■ **Your assignment**: Return all lines from the listing below that include the word "responder".

:::

//! Pending requests tracker
//!
//! Tracks HTTP requests sent through a tunnel until their RESPONSE arrives.
//! Each entry owns its deadline timer; whoever removes an entry from the map
//! settles it, so a request is resolved or rejected exactly once.

use dashmap::DashMap;
use portway_proto::HttpResponsePayload;
use std::sync::atomic::{AtomicUsize, Ordering};
use std::sync::Arc;
use std::time::Duration;
use tokio::sync::oneshot;
use tokio::time::Instant;
use tokio_util::sync::CancellationToken;
use tracing::debug;
use uuid::Uuid;

use crate::error::RelayError;

pub type RequestOutcome = Result<HttpResponsePayload, RelayError>;

/// One request awaiting its response
pub struct InFlightRequest {
    responder: oneshot::Sender<RequestOutcome>,
    deadline: CancellationToken,
    started_at: Instant,
}

impl InFlightRequest {
    /// Stop the timer and hand the outcome to the waiting caller
    fn settle(self, outcome: RequestOutcome) -> bool {
        self.deadline.cancel();
        self.responder.send(outcome).is_ok()
    }

    pub fn elapsed(&self) -> Duration {
        self.started_at.elapsed()
    }
}

/// Arena of in-flight requests for one tunnel, keyed by request id
#[derive(Clone)]
pub struct PendingRequests {
    requests: Arc<DashMap<String, InFlightRequest>>,
    reserved: Arc<AtomicUsize>,
    limit: usize,
}

impl PendingRequests {
    pub fn new(limit: usize) -> Self {
        Self {
            requests: Arc::new(DashMap::new()),
            reserved: Arc::new(AtomicUsize::new(0)),
            limit,
        }
    }

    /// Start tracking a new request
    ///
    /// Returns the generated request id and the receiver for its outcome, or
    /// `None` when `limit` requests are already in flight. The entry is
    /// rejected with [`RelayError::Timeout`] if nothing settles it within
    /// `timeout`.
    pub fn register(&self, timeout: Duration) -> Option<(String, oneshot::Receiver<RequestOutcome>)> {
        if self.reserved.fetch_add(1, Ordering::AcqRel) >= self.limit {
            self.reserved.fetch_sub(1, Ordering::AcqRel);
            return None;
        }

        let (tx, rx) = oneshot::channel();
        let deadline = CancellationToken::new();
        let mut entry = Some(InFlightRequest {
            responder: tx,
            deadline: deadline.clone(),
            started_at: Instant::now(),
        });

        let request_id = loop {
            let candidate = Uuid::new_v4().to_string();
            if let dashmap::mapref::entry::Entry::Vacant(slot) =
                self.requests.entry(candidate.clone())
            {
                if let Some(entry) = entry.take() {
                    slot.insert(entry);
                }
                break candidate;
            }
        };

        let requests = self.clone();
        let timer_id = request_id.clone();
        tokio::spawn(async move {
            tokio::select! {
                _ = deadline.cancelled() => {}
                _ = tokio::time::sleep(timeout) => {
                    if let Some(entry) = requests.take(&timer_id) {
                        debug!("Request {} timed out after {:?}", timer_id, timeout);
                        entry.settle(Err(RelayError::Timeout(timeout)));
                    }
                }
            }
        });

        debug!("Registered pending request {}", request_id);
        Some((request_id, rx))
    }

    fn take(&self, request_id: &str) -> Option<InFlightRequest> {
        let (_, entry) = self.requests.remove(request_id)?;
        self.reserved.fetch_sub(1, Ordering::AcqRel);
        Some(entry)
    }

    /// Deliver a response
    ///
    /// Returns false when the request is unknown or already settled.
    pub fn resolve(&self, request_id: &str, response: HttpResponsePayload) -> bool {
        match self.take(request_id) {
            Some(entry) => {
                debug!(
                    "Routing response for request {} after {:?}",
                    request_id,
                    entry.elapsed()
                );
                entry.settle(Ok(response))
            }
            None => false,
        }
    }

    /// Fail a single request
    pub fn reject(&self, request_id: &str, error: RelayError) -> bool {
        match self.take(request_id) {
            Some(entry) => entry.settle(Err(error)),
            None => false,
        }
    }

    /// Forget a request without notifying the caller
    pub fn cancel(&self, request_id: &str) {
        if let Some(entry) = self.take(request_id) {
            entry.deadline.cancel();
            debug!("Cancelled pending request {}", request_id);
        }
    }

    /// Fail every in-flight request; returns how many were rejected
    pub fn reject_all(&self, error: RelayError) -> usize {
        let ids: Vec<String> = self.requests.iter().map(|e| e.key().clone()).collect();
        ids.iter()
            .filter_map(|id| self.take(id))
            .map(|entry| entry.settle(Err(error.clone())))
            .count()
    }

    pub fn count(&self) -> usize {
        self.requests.len()
    }

    pub fn limit(&self) -> usize {
        self.limit
    }
}

#[cfg(test)]
mod tests {
    use super::*;
    use portway_proto::Headers;

    const TIMEOUT: Duration = Duration::from_secs(30);

    fn ok_response(body: &str) -> HttpResponsePayload {
        HttpResponsePayload {
            status_code: 200,
            headers: Headers::new(),
            body: Some(body.to_string()),
        }
    }

    #[tokio::test]
    async fn test_register_and_resolve() {
        let pending = PendingRequests::new(10);
        let (id, rx) = pending.register(TIMEOUT).unwrap();
        assert_eq!(pending.count(), 1);

        assert!(pending.resolve(&id, ok_response("ok")));
        assert_eq!(rx.await.unwrap(), Ok(ok_response("ok")));
        assert_eq!(pending.count(), 0);
    }

    #[tokio::test]
    async fn test_duplicate_response_is_noop() {
        let pending = PendingRequests::new(10);
        let (id, rx) = pending.register(TIMEOUT).unwrap();

        assert!(pending.resolve(&id, ok_response("first")));
        assert!(!pending.resolve(&id, ok_response("second")));
        assert!(!pending.reject(&id, RelayError::TunnelClosed));
        assert_eq!(rx.await.unwrap(), Ok(ok_response("first")));
    }

    #[tokio::test]
    async fn test_unknown_request_id() {
        let pending = PendingRequests::new(10);
        assert!(!pending.resolve("nope", ok_response("x")));
        pending.cancel("nope");
    }

    #[tokio::test(start_paused = true)]
    async fn test_timeout_rejects_and_removes() {
        let pending = PendingRequests::new(10);
        let (id, rx) = pending.register(Duration::from_secs(5)).unwrap();

        assert_eq!(
            rx.await.unwrap(),
            Err(RelayError::Timeout(Duration::from_secs(5)))
        );
        assert_eq!(pending.count(), 0);
        // late response after the deadline
        assert!(!pending.resolve(&id, ok_response("late")));
    }

    #[tokio::test(start_paused = true)]
    async fn test_resolve_cancels_timer() {
        let pending = PendingRequests::new(10);
        let (id, rx) = pending.register(Duration::from_secs(5)).unwrap();
        assert!(pending.resolve(&id, ok_response("fast")));

        tokio::time::sleep(Duration::from_secs(10)).await;
        assert_eq!(rx.await.unwrap(), Ok(ok_response("fast")));
        assert_eq!(pending.count(), 0);
    }

    #[tokio::test]
    async fn test_reject_all() {
        let pending = PendingRequests::new(10);
        let receivers: Vec<_> = (0..3).map(|_| pending.register(TIMEOUT).unwrap().1).collect();

        assert_eq!(pending.reject_all(RelayError::TunnelClosed), 3);
        assert_eq!(pending.count(), 0);
        for rx in receivers {
            assert_eq!(rx.await.unwrap(), Err(RelayError::TunnelClosed));
        }
    }

    #[tokio::test]
    async fn test_limit_enforced_and_released() {
        let pending = PendingRequests::new(2);
        let (first, _rx1) = pending.register(TIMEOUT).unwrap();
        let (_second, _rx2) = pending.register(TIMEOUT).unwrap();
        assert!(pending.register(TIMEOUT).is_none());

        pending.cancel(&first);
        assert!(pending.register(TIMEOUT).is_some());
        assert_eq!(pending.count(), 2);
    }

    #[tokio::test]
    async fn test_ids_are_unique() {
        let pending = PendingRequests::new(1000);
        let ids: std::collections::HashSet<String> =
            (0..500).map(|_| pending.register(TIMEOUT).unwrap().0).collect();
        assert_eq!(ids.len(), 500);
    }

    #[tokio::test]
    async fn test_dropped_receiver() {
        let pending = PendingRequests::new(10);
        let (id, rx) = pending.register(TIMEOUT).unwrap();
        drop(rx);
        assert!(!pending.resolve(&id, ok_response("nobody listening")));
        assert_eq!(pending.count(), 0);
    }
}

:::

■ **Exercise response**:
    responder: oneshot::Sender<RequestOutcome>,
        self.responder.send(outcome).is_ok()
            responder: tx,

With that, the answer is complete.